Application: Classifying Superconductors

Application: Classifying Superconductors#

You can download the dataset for this section using the following Python code:

import requests

CSV_URL = 'https://raw.githubusercontent.com/cburdine/materials-ml-workshop/main/MaterialsML/unsupervised_learning/matml_supercon_cleaned.csv'

r = requests.get(CSV_URL)
with open('matml_supercon_cleaned.csv', 'w', encoding='utf-8') as f:
    f.write(r.text)

Alternatively, you can download the CSV file directly here.

Loading the Dataset#

Let’s begin by loading the dataset in to a Pandas dataframe so we can view the features:

	Material	Substitutions	Composition	Tc (K)	Pressure (GPa)	Shape	Substrate	DOI
1	In O	{}	{'In': 1, 'O': 1}	2.00	0.0	films	NaN	10.1134/1.568304
2	Pr Ru 2 Si 2	{}	{'Pr': 1, 'Ru': 2, 'Si': 2}	14.00	0.0	NaN	NaN	10.1088/0953-8984/12/34/307
3	Lu 3 Os 4 Ge 13	{}	{'Lu': 3, 'Os': 4, 'Ge': 13}	2.85	0.0	NaN	NaN	NaN
4	La Mn O 3.04	{}	{'La': 1, 'Mn': 1, 'O': 3.04}	125.00	0.0	NaN	NaN	10.1103/physrevlett.87.127206
5	La Mn O 3.045	{}	{'La': 1, 'Mn': 1, 'O': 3.045}	130.00	0.0	NaN	NaN	10.1103/physrevlett.87.127206
...	...	...	...	...	...	...	...	...
23876	Nb Se 2	{}	{'Nb': 1, 'Se': 2}	7.00	0.0	nanobelts	NaN	10.1103/physrevb.75.020501
23877	Mg B 2	{}	{'Mg': 1, 'B': 2}	40.00	0.0	NaN	NaN	10.1103/physrevb.66.012511
23878	Ca Bi 2	{}	{'Ca': 1, 'Bi': 2}	2.00	0.0	NaN	NaN	NaN
23879	Ca Bi 2	{}	{'Ca': 1, 'Bi': 2}	2.00	0.0	single-crystalline	NaN	NaN
23880	Cd 2 Re 2 O 7	{}	{'Cd': 2, 'Re': 2, 'O': 7}	1.00	0.0	single crystals	NaN	10.1016/s0022-3697(02)00090-2

19463 rows × 8 columns

Here’s a summary of the different features included in the dataset:

Material: The chemical formula of the superconducting material.
Substitutions: Python dictionary consisting of doping ratios.
Composition: Composition of the chemical formula under doping.
Tc: Reported critical temperature of superconductivity (K).
Pressure: Applied pressure to superconducting sample (GPa).
Shape: Shape of the superconducting sample (if any).
Substrate: Substrate the sample was deposited on (if any).
DOI: DOI of paper that data was extracted from.
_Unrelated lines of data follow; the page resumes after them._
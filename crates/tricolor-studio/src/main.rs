mod controls;

use anyhow::Result;
use tricolor_engine::color::{ColorState, Corner, SharedColors};
use tricolor_engine::core::{App, AppControl, FrameCtx, WindowCtx};
use tricolor_engine::device::{Gpu, GpuInit};
use tricolor_engine::logging::{init_logging, LoggingConfig};
use tricolor_engine::render::RendererConfig;
use tricolor_engine::view::TriangleView;
use tricolor_engine::window::{Runtime, RuntimeConfig};
use winit::event::{ElementState, WindowEvent};
use winit::keyboard::{KeyCode, PhysicalKey};
use winit::window::WindowId;

use controls::{command_for, readout, Controls};

/// The triangle view plus keyboard editing of its colors.
struct Studio {
    view: TriangleView<SharedColors>,
    colors: SharedColors,
    controls: Controls,
    shift: bool,
}

impl Studio {
    fn new(colors: SharedColors) -> Self {
        Self {
            view: TriangleView::new(colors.clone(), RendererConfig::default()),
            colors,
            controls: Controls::new(),
            shift: false,
        }
    }

    fn on_key(&mut self, key: KeyCode) -> AppControl {
        if key == KeyCode::Escape {
            return AppControl::Exit;
        }
        if let Some(cmd) = command_for(key, self.shift) {
            let line = self.colors.update(|colors| self.controls.apply(cmd, colors));
            log::info!("{line}");
        }
        AppControl::Continue
    }
}

impl App for Studio {
    fn on_device(&mut self, window: &WindowCtx<'_>, gpu: Result<&Gpu<'_>, &anyhow::Error>) {
        self.view.on_device(window, gpu);

        let colors = self.colors.snapshot();
        for corner in Corner::ALL {
            log::info!("{}", readout(corner, &colors));
        }
        log::info!(
            "editing {}: 1/2/3 select corner, Q/A W/S E/D adjust R/G/B (shift = x10), backspace resets",
            self.controls.selected().label()
        );
    }

    fn on_window_event(&mut self, _window_id: WindowId, event: &WindowEvent) -> AppControl {
        match event {
            WindowEvent::ModifiersChanged(m) => {
                self.shift = m.state().shift_key();
                AppControl::Continue
            }
            WindowEvent::KeyboardInput { event, .. } if event.state == ElementState::Pressed => {
                match event.physical_key {
                    PhysicalKey::Code(code) => self.on_key(code),
                    PhysicalKey::Unidentified(_) => AppControl::Continue,
                }
            }
            _ => AppControl::Continue,
        }
    }

    fn on_frame(&mut self, ctx: &mut FrameCtx<'_, '_>) -> AppControl {
        self.view.on_frame(ctx)
    }
}

fn main() -> Result<()> {
    init_logging(LoggingConfig::default());

    let colors = SharedColors::new(ColorState::default());

    Runtime::run(
        RuntimeConfig {
            title: "Tricolor".to_string(),
            ..RuntimeConfig::default()
        },
        GpuInit::default(),
        Studio::new(colors),
    )
}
In this section, we will not attempt to predict any superconductor properties; instead, we will aim to extract insight from this dataset by applying clustering and distribution estimation models.

Preprocessing Data#

Number of elements: 86

def parse_data_vector(row):
    """ parses data from a dataframe row """
    
    # parse the composition dict:
    composition_dict = eval(row['Composition'])
    
    # parse feature vector (x):
    x_vector = np.concatenate([
        vectorize_composition(composition_dict, ELEMENTS),
        np.array([ row['Pressure (GPa)'] ]),
        np.array([ row['Tc (K)'] ]),
    ])
     
    return x_vector

from sklearn.preprocessing import StandardScaler

data_x = np.array([
    parse_data_vector(row)
    for _, row in data_df.iterrows()
])

print(data_x.shape)

# normalize data:
scaler = StandardScaler()
data_z = scaler.fit_transform(data_x)

# extract a matrix of only compositions:
composition_z = data_z[:,:-2]

(19463, 88)

Estimate the Empirical Distribution of \(T_c\)#

from sklearn.neighbors import KernelDensity

Tc_data = data_x[:,-1]
Tc_kde = KernelDensity(kernel='gaussian').fit(Tc_data.reshape(-1,1))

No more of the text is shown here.